Why Substantial Budget Reallocations Are Not and Should Not Be a Major Factor in Active Purchasing in Dutch Healthcare: Comment on "Measuring Active Purchasing in Healthcare: Analysing Reallocations of Funds Between Providers to Evaluate Purchasing Systems Performance in the Netherlands"
Fredo Schotanus

TL;DR
This paper explains why shifting large budgets between healthcare providers is rare in the Netherlands and suggests better ways to improve healthcare efficiency.
Contribution
The paper clarifies why substantial budget reallocations are not feasible in Dutch healthcare and proposes alternative strategies for active purchasing.
Findings
Substantial budget shifts between providers are rare due to limited underperforming providers and patient reluctance.
Strong regional dependencies and data quality issues hinder significant reallocations.

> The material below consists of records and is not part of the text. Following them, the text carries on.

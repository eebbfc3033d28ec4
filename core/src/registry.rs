//! Named host functions available to `@name(...)` calls.
//!
//! A [`Registry`] is a cheap, cloneable handle: clones share the same table,
//! so functions registered through one handle are visible through all of
//! them, including to programs compiled earlier. Use [`Registry::snapshot`]
//! for an independent copy.

use std::sync::Arc;

use hashbrown::HashMap;
use parking_lot::RwLock;
use tracing::{debug, trace};

use crate::stdlib;
use crate::values::{FunctionError, HostFunction, Value};

/// Looks up a function by name at call time.
pub trait FunctionLookup {
    fn resolve(&self, name: &str) -> Option<HostFunction>;
}

#[derive(Clone, Default)]
pub struct Registry {
    functions: Arc<RwLock<HashMap<String, HostFunction>>>,
}

impl Registry {
    /// An empty registry.
    pub fn new() -> Self {
        Self::default()
    }

    /// A registry seeded with the standard math functions.
    pub fn with_stdlib() -> Self {
        let registry = Self::new();
        stdlib::register_stdlib(&registry);
        registry
    }

    /// Insert or replace `name`.
    pub fn register<F>(&self, name: impl Into<String>, function: F)
    where
        F: Fn(&[Value]) -> Result<Value, FunctionError> + Send + Sync + 'static,
    {
        self.register_function(name, Arc::new(function));
    }

    /// Insert or replace `name` with an already shared function.
    pub fn register_function(&self, name: impl Into<String>, function: HostFunction) {
        let name = name.into();
        debug!(name = %name, "registering function");
        self.functions.write().insert(name, function);
    }

    /// Register many functions at once.
    pub fn extend<I, N>(&self, functions: I)
    where
        I: IntoIterator<Item = (N, HostFunction)>,
        N: Into<String>,
    {
        let mut table = self.functions.write();
        for (name, function) in functions {
            table.insert(name.into(), function);
        }
    }

    pub fn unregister(&self, name: &str) -> bool {
        self.functions.write().remove(name).is_some()
    }

    pub fn contains(&self, name: &str) -> bool {
        self.functions.read().contains_key(name)
    }

    /// Registered names, sorted.
    pub fn names(&self) -> Vec<String> {
        let mut names: Vec<String> = self.functions.read().keys().cloned().collect();
        names.sort();
        names
    }

    pub fn len(&self) -> usize {
        self.functions.read().len()
    }

    pub fn is_empty(&self) -> bool {
        self.len() == 0
    }

    /// An independent copy of the current table.
    pub fn snapshot(&self) -> Registry {
        let table = self.functions.read().clone();
        Registry {
            functions: Arc::new(RwLock::new(table)),
        }
    }

    /// Whether both handles share one table.
    pub fn ptr_eq(&self, other: &Registry) -> bool {
        Arc::ptr_eq(&self.functions, &other.functions)
    }
}

impl FunctionLookup for Registry {
    fn resolve(&self, name: &str) -> Option<HostFunction> {
        // Clone the handle out so the lock is not held while the function runs.
        let function = self.functions.read().get(name).cloned();
        trace!(name, found = function.is_some(), "resolving function");
        function
    }
}

impl std::fmt::Debug for Registry {
    fn fmt(&self, f: &mut std::fmt::Formatter<'_>) -> std::fmt::Result {
        f.debug_struct("Registry")
            .field("functions", &self.names())
            .finish()
    }
}

/// Session-local functions layered over a shared registry.
#[derive(Clone, Default)]
pub struct ScopedFunctions {
    pub registry: Registry,
    pub extensions: Arc<HashMap<String, HostFunction>>,
}

impl ScopedFunctions {
    pub fn new(registry: Registry, extensions: HashMap<String, HostFunction>) -> Self {
        Self {
            registry,
            extensions: Arc::new(extensions),
        }
    }
}

impl FunctionLookup for ScopedFunctions {
    fn resolve(&self, name: &str) -> Option<HostFunction> {
        match self.extensions.get(name) {
            Some(function) => Some(function.clone()),
            None => self.registry.resolve(name),
        }
    }
}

Promising alternatives include collaboration and improved contracts.
Abstract
This commentary discusses the study by Stadhouders et al, which analyzes budget reallocations among Dutch healthcare providers as a result of one form of active purchasing. The study assumes that healthcare purchasers aim to shift substantial funds from inefficient to efficient providers, yet finds little evidence of such shifts. This commentary explains more explicitly why substantial volume shifts are not and should not be a major factor in the Dutch context, citing factors such as the scarcity of underperforming providers, strong regional dependencies, data quality limitations, and patient reluctance to change provider. More promising avenues for active purchasing include fostering active collaboration and improving contractual arrangements.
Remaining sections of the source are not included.